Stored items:
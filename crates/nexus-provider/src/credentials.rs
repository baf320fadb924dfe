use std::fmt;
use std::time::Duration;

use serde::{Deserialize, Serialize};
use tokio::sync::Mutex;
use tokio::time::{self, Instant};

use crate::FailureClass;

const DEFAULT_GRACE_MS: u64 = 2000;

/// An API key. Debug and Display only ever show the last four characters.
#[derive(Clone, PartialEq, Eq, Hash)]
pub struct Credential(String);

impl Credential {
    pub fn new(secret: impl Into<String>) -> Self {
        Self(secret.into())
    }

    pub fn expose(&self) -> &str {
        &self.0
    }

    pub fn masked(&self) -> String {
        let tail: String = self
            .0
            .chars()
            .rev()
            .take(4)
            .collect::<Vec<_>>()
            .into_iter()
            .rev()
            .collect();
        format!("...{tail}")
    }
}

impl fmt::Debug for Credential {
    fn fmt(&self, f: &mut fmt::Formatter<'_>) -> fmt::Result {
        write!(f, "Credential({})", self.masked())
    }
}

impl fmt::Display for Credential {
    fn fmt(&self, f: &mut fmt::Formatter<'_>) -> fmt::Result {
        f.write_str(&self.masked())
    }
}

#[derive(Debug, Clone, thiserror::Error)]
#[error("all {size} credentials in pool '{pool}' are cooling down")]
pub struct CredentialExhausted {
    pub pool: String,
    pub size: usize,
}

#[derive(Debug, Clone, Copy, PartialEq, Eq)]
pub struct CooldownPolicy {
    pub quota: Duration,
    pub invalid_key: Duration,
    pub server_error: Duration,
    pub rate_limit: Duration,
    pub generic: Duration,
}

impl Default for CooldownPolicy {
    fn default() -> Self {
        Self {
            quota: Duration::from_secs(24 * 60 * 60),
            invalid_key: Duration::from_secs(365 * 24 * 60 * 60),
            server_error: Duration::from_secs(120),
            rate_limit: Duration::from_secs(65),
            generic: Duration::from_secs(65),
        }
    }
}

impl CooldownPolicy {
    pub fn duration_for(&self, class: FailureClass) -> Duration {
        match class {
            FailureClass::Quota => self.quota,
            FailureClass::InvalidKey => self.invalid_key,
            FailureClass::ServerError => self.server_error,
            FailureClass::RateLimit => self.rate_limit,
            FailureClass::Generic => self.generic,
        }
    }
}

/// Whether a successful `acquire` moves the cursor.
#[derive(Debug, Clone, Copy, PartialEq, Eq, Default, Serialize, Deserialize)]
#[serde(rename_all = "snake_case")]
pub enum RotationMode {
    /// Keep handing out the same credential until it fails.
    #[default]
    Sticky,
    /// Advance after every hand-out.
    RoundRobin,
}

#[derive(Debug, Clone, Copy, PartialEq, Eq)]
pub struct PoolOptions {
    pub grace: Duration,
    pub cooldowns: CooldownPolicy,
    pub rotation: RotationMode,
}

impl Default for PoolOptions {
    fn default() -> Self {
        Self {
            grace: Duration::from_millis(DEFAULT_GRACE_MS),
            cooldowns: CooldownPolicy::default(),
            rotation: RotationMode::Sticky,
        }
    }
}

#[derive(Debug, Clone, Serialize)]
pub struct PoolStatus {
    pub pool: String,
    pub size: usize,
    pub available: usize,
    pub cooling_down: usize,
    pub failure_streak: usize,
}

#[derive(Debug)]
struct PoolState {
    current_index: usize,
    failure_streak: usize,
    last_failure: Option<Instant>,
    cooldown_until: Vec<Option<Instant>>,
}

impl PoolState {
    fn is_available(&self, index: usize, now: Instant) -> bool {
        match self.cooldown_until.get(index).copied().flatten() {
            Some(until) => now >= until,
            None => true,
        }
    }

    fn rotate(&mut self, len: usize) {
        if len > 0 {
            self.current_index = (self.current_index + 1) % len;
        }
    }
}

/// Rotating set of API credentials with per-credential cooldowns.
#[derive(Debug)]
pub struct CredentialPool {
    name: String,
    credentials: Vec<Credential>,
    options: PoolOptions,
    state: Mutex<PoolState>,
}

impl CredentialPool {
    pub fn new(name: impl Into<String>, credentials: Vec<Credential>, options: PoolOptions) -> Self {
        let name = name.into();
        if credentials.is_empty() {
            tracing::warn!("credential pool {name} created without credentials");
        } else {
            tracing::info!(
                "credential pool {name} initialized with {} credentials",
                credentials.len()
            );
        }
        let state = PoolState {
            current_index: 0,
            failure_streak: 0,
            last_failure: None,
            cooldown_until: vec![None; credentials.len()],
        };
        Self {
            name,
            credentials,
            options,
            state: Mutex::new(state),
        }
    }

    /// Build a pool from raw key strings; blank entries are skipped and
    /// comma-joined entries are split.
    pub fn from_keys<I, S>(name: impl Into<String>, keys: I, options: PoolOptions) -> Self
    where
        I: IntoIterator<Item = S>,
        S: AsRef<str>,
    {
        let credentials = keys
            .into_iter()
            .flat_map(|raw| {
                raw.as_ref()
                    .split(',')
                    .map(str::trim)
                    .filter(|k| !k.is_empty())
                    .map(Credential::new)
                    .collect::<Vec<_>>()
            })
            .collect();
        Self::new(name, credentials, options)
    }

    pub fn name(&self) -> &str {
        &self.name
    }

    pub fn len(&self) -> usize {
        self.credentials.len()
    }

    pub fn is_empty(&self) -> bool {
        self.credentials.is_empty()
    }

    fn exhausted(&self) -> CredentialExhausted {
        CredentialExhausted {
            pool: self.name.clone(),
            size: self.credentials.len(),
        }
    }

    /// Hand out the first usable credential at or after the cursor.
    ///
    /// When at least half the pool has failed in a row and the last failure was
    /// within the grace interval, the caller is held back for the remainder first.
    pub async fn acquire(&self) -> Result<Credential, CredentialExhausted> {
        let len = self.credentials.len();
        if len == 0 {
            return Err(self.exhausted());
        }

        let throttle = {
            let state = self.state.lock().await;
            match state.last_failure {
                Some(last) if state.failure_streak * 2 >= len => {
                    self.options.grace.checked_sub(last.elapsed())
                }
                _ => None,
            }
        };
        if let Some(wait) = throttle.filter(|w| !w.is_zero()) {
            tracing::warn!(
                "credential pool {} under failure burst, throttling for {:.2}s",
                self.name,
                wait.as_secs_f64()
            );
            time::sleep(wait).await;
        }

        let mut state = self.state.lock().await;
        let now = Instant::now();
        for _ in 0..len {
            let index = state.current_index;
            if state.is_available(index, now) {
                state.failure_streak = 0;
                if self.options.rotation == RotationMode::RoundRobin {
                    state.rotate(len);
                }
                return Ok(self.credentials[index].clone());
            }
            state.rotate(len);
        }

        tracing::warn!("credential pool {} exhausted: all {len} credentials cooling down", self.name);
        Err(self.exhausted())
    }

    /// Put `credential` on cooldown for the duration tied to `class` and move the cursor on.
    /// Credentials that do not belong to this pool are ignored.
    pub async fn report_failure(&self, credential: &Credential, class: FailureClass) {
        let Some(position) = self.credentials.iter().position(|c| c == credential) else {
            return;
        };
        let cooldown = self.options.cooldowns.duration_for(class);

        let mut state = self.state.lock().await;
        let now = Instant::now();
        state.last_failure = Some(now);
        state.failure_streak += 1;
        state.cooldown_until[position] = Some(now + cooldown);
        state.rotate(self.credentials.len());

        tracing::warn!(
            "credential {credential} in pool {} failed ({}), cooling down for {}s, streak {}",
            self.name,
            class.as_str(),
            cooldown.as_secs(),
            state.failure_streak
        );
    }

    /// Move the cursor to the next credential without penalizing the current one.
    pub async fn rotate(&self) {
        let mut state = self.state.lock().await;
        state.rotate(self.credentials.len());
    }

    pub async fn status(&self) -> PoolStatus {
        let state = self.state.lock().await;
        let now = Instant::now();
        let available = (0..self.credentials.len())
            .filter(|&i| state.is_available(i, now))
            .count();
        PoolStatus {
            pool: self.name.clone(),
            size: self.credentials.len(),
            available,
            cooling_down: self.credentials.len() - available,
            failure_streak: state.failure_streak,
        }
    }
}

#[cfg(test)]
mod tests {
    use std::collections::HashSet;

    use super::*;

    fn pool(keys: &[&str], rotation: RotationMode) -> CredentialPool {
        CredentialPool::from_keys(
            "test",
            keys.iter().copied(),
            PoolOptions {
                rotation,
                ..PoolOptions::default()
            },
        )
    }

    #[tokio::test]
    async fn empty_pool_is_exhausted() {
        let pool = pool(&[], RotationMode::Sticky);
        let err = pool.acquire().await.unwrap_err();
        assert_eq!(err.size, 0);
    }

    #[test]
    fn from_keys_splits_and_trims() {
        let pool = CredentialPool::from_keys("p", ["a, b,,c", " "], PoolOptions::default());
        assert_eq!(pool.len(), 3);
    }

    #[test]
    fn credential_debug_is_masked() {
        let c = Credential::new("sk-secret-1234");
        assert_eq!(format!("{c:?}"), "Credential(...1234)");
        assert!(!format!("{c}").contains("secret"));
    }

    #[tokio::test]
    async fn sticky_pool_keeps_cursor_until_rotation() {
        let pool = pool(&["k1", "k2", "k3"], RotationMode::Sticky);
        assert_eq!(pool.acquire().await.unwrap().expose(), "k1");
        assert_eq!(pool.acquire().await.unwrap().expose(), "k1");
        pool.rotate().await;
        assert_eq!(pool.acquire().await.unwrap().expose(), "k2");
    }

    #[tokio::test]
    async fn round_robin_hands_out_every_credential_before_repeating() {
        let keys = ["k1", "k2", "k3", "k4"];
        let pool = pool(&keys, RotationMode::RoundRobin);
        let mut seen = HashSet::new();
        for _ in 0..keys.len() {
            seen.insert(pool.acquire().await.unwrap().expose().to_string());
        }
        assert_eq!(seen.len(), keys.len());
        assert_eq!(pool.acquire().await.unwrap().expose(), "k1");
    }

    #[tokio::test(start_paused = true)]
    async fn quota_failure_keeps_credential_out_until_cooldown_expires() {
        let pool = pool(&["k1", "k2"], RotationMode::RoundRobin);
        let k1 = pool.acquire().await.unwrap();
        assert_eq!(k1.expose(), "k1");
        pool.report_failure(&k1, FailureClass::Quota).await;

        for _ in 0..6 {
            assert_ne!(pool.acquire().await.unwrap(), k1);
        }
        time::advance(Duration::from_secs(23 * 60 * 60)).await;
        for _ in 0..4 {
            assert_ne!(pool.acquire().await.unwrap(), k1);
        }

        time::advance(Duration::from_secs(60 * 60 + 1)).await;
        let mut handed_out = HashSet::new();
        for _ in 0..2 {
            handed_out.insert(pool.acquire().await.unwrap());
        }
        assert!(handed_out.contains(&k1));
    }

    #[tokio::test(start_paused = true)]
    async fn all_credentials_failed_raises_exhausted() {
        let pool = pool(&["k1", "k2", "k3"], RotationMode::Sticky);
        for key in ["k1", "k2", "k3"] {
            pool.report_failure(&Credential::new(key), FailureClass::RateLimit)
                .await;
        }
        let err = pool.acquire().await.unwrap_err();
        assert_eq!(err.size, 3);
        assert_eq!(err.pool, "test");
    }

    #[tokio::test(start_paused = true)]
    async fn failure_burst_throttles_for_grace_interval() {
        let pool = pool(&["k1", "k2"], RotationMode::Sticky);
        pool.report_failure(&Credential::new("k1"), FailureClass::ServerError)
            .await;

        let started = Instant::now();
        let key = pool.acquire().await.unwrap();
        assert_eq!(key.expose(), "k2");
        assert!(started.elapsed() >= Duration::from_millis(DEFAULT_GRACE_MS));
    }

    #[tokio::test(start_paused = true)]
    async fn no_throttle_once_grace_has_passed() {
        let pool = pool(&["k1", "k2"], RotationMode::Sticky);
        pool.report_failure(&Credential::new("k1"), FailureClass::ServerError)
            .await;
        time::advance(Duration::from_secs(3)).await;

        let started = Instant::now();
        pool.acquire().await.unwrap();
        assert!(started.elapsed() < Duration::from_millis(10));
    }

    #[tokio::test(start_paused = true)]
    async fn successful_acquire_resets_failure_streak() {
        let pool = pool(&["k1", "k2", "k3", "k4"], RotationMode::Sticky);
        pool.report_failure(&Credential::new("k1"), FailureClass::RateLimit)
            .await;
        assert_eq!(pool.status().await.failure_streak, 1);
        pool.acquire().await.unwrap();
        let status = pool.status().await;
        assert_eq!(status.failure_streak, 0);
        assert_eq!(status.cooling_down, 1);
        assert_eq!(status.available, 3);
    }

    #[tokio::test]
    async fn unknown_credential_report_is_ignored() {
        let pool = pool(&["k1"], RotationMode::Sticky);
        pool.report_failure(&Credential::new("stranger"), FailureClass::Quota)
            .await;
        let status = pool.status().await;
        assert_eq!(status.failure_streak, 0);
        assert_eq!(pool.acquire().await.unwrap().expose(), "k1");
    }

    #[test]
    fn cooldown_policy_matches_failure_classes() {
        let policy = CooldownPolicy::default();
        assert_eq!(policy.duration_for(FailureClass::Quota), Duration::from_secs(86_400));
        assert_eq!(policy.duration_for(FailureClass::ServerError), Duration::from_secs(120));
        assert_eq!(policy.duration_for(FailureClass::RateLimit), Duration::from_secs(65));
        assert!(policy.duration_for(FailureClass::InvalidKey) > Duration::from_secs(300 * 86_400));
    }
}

---

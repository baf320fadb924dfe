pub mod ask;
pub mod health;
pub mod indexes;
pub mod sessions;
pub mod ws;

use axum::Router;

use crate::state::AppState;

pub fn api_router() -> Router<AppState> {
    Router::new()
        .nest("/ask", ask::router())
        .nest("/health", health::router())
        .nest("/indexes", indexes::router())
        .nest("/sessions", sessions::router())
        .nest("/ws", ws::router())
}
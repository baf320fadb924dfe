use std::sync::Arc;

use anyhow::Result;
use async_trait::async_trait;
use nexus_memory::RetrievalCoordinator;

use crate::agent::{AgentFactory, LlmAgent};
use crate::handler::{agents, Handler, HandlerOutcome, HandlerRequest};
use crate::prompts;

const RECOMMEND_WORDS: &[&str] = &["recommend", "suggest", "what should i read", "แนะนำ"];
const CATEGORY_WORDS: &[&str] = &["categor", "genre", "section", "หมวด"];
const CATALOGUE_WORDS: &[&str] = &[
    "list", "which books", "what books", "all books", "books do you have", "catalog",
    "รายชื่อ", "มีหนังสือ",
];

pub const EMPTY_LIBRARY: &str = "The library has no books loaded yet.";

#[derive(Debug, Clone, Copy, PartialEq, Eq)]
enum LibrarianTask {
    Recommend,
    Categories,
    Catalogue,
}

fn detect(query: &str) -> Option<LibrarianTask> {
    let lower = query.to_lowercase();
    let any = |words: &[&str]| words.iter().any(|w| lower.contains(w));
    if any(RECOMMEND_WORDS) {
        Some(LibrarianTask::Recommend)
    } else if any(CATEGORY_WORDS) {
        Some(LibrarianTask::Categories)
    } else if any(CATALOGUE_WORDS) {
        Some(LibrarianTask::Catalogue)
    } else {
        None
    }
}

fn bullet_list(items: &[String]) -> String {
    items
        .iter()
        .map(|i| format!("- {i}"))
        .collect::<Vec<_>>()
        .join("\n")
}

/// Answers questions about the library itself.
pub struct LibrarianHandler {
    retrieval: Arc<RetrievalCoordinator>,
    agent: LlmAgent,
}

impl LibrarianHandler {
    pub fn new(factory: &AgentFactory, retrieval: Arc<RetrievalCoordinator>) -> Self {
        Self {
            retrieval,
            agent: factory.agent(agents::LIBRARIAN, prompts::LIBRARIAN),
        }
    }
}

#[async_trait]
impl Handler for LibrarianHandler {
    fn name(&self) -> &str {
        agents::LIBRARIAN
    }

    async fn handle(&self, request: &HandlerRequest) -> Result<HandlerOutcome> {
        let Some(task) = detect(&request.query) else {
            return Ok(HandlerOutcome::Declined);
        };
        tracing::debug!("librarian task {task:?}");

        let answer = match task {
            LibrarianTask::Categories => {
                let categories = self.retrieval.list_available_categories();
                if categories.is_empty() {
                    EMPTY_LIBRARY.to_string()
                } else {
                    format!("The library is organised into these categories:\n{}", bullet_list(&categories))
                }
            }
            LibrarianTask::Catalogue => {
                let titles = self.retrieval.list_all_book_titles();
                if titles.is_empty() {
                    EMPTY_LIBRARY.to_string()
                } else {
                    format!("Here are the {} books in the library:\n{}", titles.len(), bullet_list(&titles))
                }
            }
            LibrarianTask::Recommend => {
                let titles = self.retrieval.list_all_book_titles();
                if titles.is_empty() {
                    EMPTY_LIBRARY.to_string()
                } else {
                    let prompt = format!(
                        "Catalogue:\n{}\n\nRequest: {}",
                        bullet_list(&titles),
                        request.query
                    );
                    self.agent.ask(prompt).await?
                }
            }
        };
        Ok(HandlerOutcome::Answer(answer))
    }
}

--

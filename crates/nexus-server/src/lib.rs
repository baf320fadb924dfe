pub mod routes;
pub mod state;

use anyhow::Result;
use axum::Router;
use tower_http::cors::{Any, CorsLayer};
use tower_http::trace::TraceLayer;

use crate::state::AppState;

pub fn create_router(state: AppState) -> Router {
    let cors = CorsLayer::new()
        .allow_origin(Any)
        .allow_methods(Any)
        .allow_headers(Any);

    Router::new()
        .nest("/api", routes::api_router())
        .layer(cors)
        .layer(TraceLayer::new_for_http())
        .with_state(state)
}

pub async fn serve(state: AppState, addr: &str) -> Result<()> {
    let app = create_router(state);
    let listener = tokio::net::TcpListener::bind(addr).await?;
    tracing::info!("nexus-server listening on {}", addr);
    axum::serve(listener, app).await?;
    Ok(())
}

**Task to complete**. Go through the entries and copy every line with "insert".

**Your solution**.
            seen.insert(pool.acquire().await.unwrap().expose().to_string());
            handed_out.insert(pool.acquire().await.unwrap());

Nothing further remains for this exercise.